• _Task_
Your output must match the records exactly, line for line.

(Source records)
//! Fixed-wait retry.
//!
//! Every attempt after a failure is preceded by the same wait. Whether a failure is worth
//! another attempt is decided by a predicate supplied per call; the last error is returned
//! once attempts run out or the predicate says no.

use std::{fmt::Display, future::Future, time::Duration};
use tracing::warn;

/// Bounded retry with a constant wait between attempts.
#[derive(Debug, Clone, Copy, PartialEq, Eq)]
pub struct RetryPolicy {
    max_attempts: u32,
    wait: Duration,
}

impl Default for RetryPolicy {
    fn default() -> Self {
        Self {
            max_attempts: 3,
            wait: Duration::from_secs(2),
        }
    }
}

impl RetryPolicy {
    /// `max_attempts` counts the first call; values below 1 are raised to 1.
    pub fn new(max_attempts: u32, wait: Duration) -> Self {
        Self {
            max_attempts: max_attempts.max(1),
            wait,
        }
    }

    /// Total attempts, first call included.
    pub fn max_attempts(&self) -> u32 {
        self.max_attempts
    }

    /// Wait between attempts.
    pub fn wait(&self) -> Duration {
        self.wait
    }

    /// Run `op` until it succeeds, fails with an error `retryable` rejects, or attempts
    /// are exhausted.
    pub async fn run<T, E, F, Fut, P>(&self, operation: &str, retryable: P, mut op: F) -> Result<T, E>
    where
        F: FnMut() -> Fut,
        Fut: Future<Output = Result<T, E>>,
        P: Fn(&E) -> bool,
        E: Display,
    {
        let mut attempt = 1;
        loop {
            match op().await {
                Ok(value) => return Ok(value),
                Err(e) if attempt < self.max_attempts && retryable(&e) => {
                    warn!(
                        operation,
                        attempt,
                        max_attempts = self.max_attempts,
                        "Attempt failed, retrying in {:?}: {}",
                        self.wait,
                        e
                    );
                    tokio::time::sleep(self.wait).await;
                    attempt += 1;
                }
                Err(e) => return Err(e),
            }
        }
    }
}
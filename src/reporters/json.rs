//! JSON reporter
//!
//! Outputs the scored report as JSON for downstream renderers, jq, or
//! further processing.

use crate::models::ReportJson;
use anyhow::Result;

/// Render report as pretty-printed JSON
pub fn render(report: &ReportJson) -> Result<String> {
    Ok(serde_json::to_string_pretty(report)?)
}

/// Render report as compact JSON (single line)
pub fn render_compact(report: &ReportJson) -> Result<String> {
    Ok(serde_json::to_string(report)?)
}

#[cfg(test)]
mod tests {
    use super::*;
    use crate::reporters::tests::test_report;

    #[test]
    fn test_json_render_valid() {
        let report = test_report();
        let json_str = render(&report).expect("render JSON");
        let parsed: serde_json::Value = serde_json::from_str(&json_str).expect("parse JSON");
        assert_eq!(parsed["categories"][0]["id"], "performance");
        assert_eq!(parsed["categories"][0]["score"], 55.0);
        assert_eq!(parsed["categories"][0]["audits"][0]["result"]["score"], true);
    }

    #[test]
    fn test_json_render_compact() {
        let report = test_report();
        let json_str = render_compact(&report).expect("render compact JSON");
        assert!(!json_str.contains('\n'));
        let parsed: ReportJson = serde_json::from_str(&json_str).expect("parse compact JSON");
        assert_eq!(parsed, report);
    }

    #[test]
    fn test_json_omits_missing_name_and_description() {
        let report = test_report();
        let json_str = render(&report).expect("render JSON");
        let parsed: serde_json::Value = serde_json::from_str(&json_str).expect("parse JSON");
        let second = parsed["categories"][1].as_object().expect("category object");
        assert!(!second.contains_key("name"));
        assert!(!second.contains_key("weight"));
        assert_eq!(second["description"], "Unscored checks");
    }

    #[test]
    fn test_json_empty_categories() {
        let mut report = test_report();
        report.categories.clear();
        let json_str = render(&report).expect("render JSON");
        let parsed: serde_json::Value = serde_json::from_str(&json_str).expect("parse JSON");
        assert_eq!(parsed["categories"].as_array().expect("categories array").len(), 0);
    }
}
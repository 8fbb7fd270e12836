//! Weighted Category Scoring
//!
//! Turns raw audit results into per-category scores.
//!
//! # Scoring Formula
//!
//! ```text
//! Audit score    = 100 / 0 for boolean results, the number itself otherwise
//! Audit weight   = configured weight, or 0 when the audit is unscored
//! Category score = clamp(Σ(score × weight) / Σweight, 0, 100)
//! Report score   = clamp(Σ(category × category_weight) / Σcategory_weight, 0, 100)
//! ```
//!
//! Any mean whose total weight is 0 is 0.
//!
//! # Unscored Audits
//!
//! - Results without a `score` (informational audits)
//! - Audits the category lists but the results never mention
//! - Not-applicable audits (shown with score 100)
//!
//! All three keep their place in the report with weight 0, so they never
//! pull a category average up or down.
//!
//! # Example
//!
//! A category with four audits of weight 1 scoring `true`, `100`, `20` and
//! `false` scores (100 + 100 + 20 + 0) / 4 = 55.

mod normalize;
mod report_builder;
mod weighted_mean;

pub use normalize::{normalize, NormalizedAudit};
pub use report_builder::{generate_report_json, ReportBuilder};
pub use weighted_mean::{clamped_weighted_mean, weighted_mean, ScoreItem, Weighted};
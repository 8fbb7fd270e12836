//! audit-report - weighted category scoring for audit results
//!
//! Converts raw audit results (pass/fail or numeric measurements) into a
//! report of categories, each scored 0-100 as the weighted mean of its
//! member audits.
//!
//! ```
//! use audit_report::models::{AuditResult, AuditResults, ReportSpec};
//! use audit_report::scoring::generate_report_json;
//!
//! let spec: ReportSpec = serde_json::from_str(
//!     r#"{"categories": {"pwa": {"audits": [
//!         {"id": "viewport", "weight": 1},
//!         {"id": "manifest", "weight": 1}
//!     ]}}}"#,
//! ).unwrap();
//!
//! let mut results = AuditResults::new();
//! results.insert("viewport".into(), AuditResult::scored(true));
//! results.insert("manifest".into(), AuditResult::scored(false));
//!
//! let report = generate_report_json(&spec, &results);
//! assert_eq!(report.categories[0].score, 50.0);
//! ```

pub mod config;
pub mod error;
pub mod models;
pub mod reporters;
pub mod scoring;

pub use error::{ReportError, Result};
pub use models::{AuditResult, AuditResults, ReportJson, ReportSpec, Scored};
pub use scoring::{generate_report_json, ReportBuilder};
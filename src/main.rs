//! audit-report - score raw audit results into a category report
//!
//! Reads a category configuration and an audit results file, and writes
//! the scored report as JSON.

mod cli;

use anyhow::Result;
use clap::Parser;
use tracing_subscriber::{fmt, prelude::*, EnvFilter};

fn main() -> Result<()> {
    let cli = cli::Cli::parse();

    // RUST_LOG wins over --log-level; logs go to stderr so stdout stays JSON
    let filter =
        EnvFilter::try_from_default_env().unwrap_or_else(|_| EnvFilter::new(&cli.log_level));
    tracing_subscriber::registry()
        .with(fmt::layer().with_writer(std::io::stderr))
        .with(filter)
        .init();

    cli::run(cli)
}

• _Answer box_
//! Fixed-wait retry.
//!
//! Every attempt after a failure is preceded by the same wait. Whether a failure is worth
//! another attempt is decided by a predicate supplied per call; the last error is returned
//! once attempts run out or the predicate says no.

use std::{fmt::Display, future::Future, time::Duration};
use tracing::warn;

/// Bounded retry with a constant wait between attempts.
#[derive(Debug, Clone, Copy, PartialEq, Eq)]
pub struct RetryPolicy {
    max_attempts: u32,
    wait: Duration,
}

impl Default for RetryPolicy {
    fn default() -> Self {
        Self {
            max_attempts: 3,
            wait: Duration::from_secs(2),
        }
    }
}

impl RetryPolicy {
    /// `max_attempts` counts the first call; values below 1 are raised to 1.
    pub fn new(max_attempts: u32, wait: Duration) -> Self {
        Self {
            max_attempts: max_attempts.max(1),
            wait,
        }
    }

    /// Total attempts, first call included.
    pub fn max_attempts(&self) -> u32 {
        self.max_attempts
    }

    /// Wait between attempts.
    pub fn wait(&self) -> Duration {
        self.wait
    }

    /// Run `op` until it succeeds, fails with an error `retryable` rejects, or attempts
    /// are exhausted.
    pub async fn run<T, E, F, Fut, P>(&self, operation: &str, retryable: P, mut op: F) -> Result<T, E>
    where
        F: FnMut() -> Fut,
        Fut: Future<Output = Result<T, E>>,
        P: Fn(&E) -> bool,
        E: Display,
    {
        let mut attempt = 1;
        loop {
            match op().await {
                Ok(value) => return Ok(value),
                Err(e) if attempt < self.max_attempts && retryable(&e) => {
                    warn!(
                        operation,
                        attempt,
                        max_attempts = self.max_attempts,
                        "Attempt failed, retrying in {:?}: {}",
                        self.wait,
                        e
                    );
                    tokio::time::sleep(self.wait).await;
                    attempt += 1;
                }
                Err(e) => return Err(e),
            }
        }
    }
}
filename src/reporters/json.rs
//! JSON reporter
//!
//! Outputs the scored report as JSON for downstream renderers, jq, or
//! further processing.

use crate::models::ReportJson;
use anyhow::Result;

/// Render report as pretty-printed JSON
pub fn render(report: &ReportJson) -> Result<String> {
    Ok(serde_json::to_string_pretty(report)?)
}

/// Render report as compact JSON (single line)
pub fn render_compact(report: &ReportJson) -> Result<String> {
    Ok(serde_json::to_string(report)?)
}

#[cfg(test)]
mod tests {
    use super::*;
    use crate::reporters::tests::test_report;

    #[test]
    fn test_json_render_valid() {
        let report = test_report();
        let json_str = render(&report).expect("render JSON");
        let parsed: serde_json::Value = serde_json::from_str(&json_str).expect("parse JSON");
        assert_eq!(parsed["categories"][0]["id"], "performance");
        assert_eq!(parsed["categories"][0]["score"], 55.0);
        assert_eq!(parsed["categories"][0]["audits"][0]["result"]["score"], true);
    }

    #[test]
    fn test_json_render_compact() {
        let report = test_report();
        let json_str = render_compact(&report).expect("render compact JSON");
        assert!(!json_str.contains('\n'));
        let parsed: ReportJson = serde_json::from_str(&json_str).expect("parse compact JSON");
        assert_eq!(parsed, report);
    }

    #[test]
    fn test_json_omits_missing_name_and_description() {
        let report = test_report();
        let json_str = render(&report).expect("render JSON");
        let parsed: serde_json::Value = serde_json::from_str(&json_str).expect("parse JSON");
        let second = parsed["categories"][1].as_object().expect("category object");
        assert!(!second.contains_key("name"));
        assert!(!second.contains_key("weight"));
        assert_eq!(second["description"], "Unscored checks");
    }

    #[test]
    fn test_json_empty_categories() {
        let mut report = test_report();
        report.categories.clear();
        let json_str = render(&report).expect("render JSON");
        let parsed: serde_json::Value = serde_json::from_str(&json_str).expect("parse JSON");
        assert_eq!(parsed["categories"].as_array().expect("categories array").len(), 0);
    }
}
repository 8fbb7fd270e12836
//! Weighted Category Scoring
//!
//! Turns raw audit results into per-category scores.
//!
//! # Scoring Formula
//!
//! ```text
//! Audit score    = 100 / 0 for boolean results, the number itself otherwise
//! Audit weight   = configured weight, or 0 when the audit is unscored
//! Category score = clamp(Σ(score × weight) / Σweight, 0, 100)
//! Report score   = clamp(Σ(category × category_weight) / Σcategory_weight, 0, 100)
//! ```
//!
//! Any mean whose total weight is 0 is 0.
//!
//! # Unscored Audits
//!
//! - Results without a `score` (informational audits)
//! - Audits the category lists but the results never mention
//! - Not-applicable audits (shown with score 100)
//!
//! All three keep their place in the report with weight 0, so they never
//! pull a category average up or down.
//!
//! # Example
//!
//! A category with four audits of weight 1 scoring `true`, `100`, `20` and
//! `false` scores (100 + 100 + 20 + 0) / 4 = 55.

mod normalize;
mod report_builder;
mod weighted_mean;

pub use normalize::{normalize, NormalizedAudit};
pub use report_builder::{generate_report_json, ReportBuilder};
pub use weighted_mean::{clamped_weighted_mean, weighted_mean, ScoreItem, Weighted};
repository 8fbb7fd270e12836
//! audit-report - weighted category scoring for audit results
//!
//! Converts raw audit results (pass/fail or numeric measurements) into a
//! report of categories, each scored 0-100 as the weighted mean of its
//! member audits.
//!
//! ```
//! use audit_report::models::{AuditResult, AuditResults, ReportSpec};
//! use audit_report::scoring::generate_report_json;
//!
//! let spec: ReportSpec = serde_json::from_str(
//!     r#"{"categories": {"pwa": {"audits": [
//!         {"id": "viewport", "weight": 1},
//!         {"id": "manifest", "weight": 1}
//!     ]}}}"#,
//! ).unwrap();
//!
//! let mut results = AuditResults::new();
//! results.insert("viewport".into(), AuditResult::scored(true));
//! results.insert("manifest".into(), AuditResult::scored(false));
//!
//! let report = generate_report_json(&spec, &results);
//! assert_eq!(report.categories[0].score, 50.0);
//! ```

pub mod config;
pub mod error;
pub mod models;
pub mod reporters;
pub mod scoring;

pub use error::{ReportError, Result};
pub use models::{AuditResult, AuditResults, ReportJson, ReportSpec, Scored};
pub use scoring::{generate_report_json, ReportBuilder};
filename src/main.rs
//! audit-report - score raw audit results into a category report
//!
//! Reads a category configuration and an audit results file, and writes
//! the scored report as JSON.

mod cli;

use anyhow::Result;
use clap::Parser;
use tracing_subscriber::{fmt, prelude::*, EnvFilter};

fn main() -> Result<()> {
    let cli = cli::Cli::parse();

    // RUST_LOG wins over --log-level; logs go to stderr so stdout stays JSON
    let filter =
        EnvFilter::try_from_default_env().unwrap_or_else(|_| EnvFilter::new(&cli.log_level));
    tracing_subscriber::registry()
        .with(fmt::layer().with_writer(std::io::stderr))
        .with(filter)
        .init();

    cli::run(cli)
}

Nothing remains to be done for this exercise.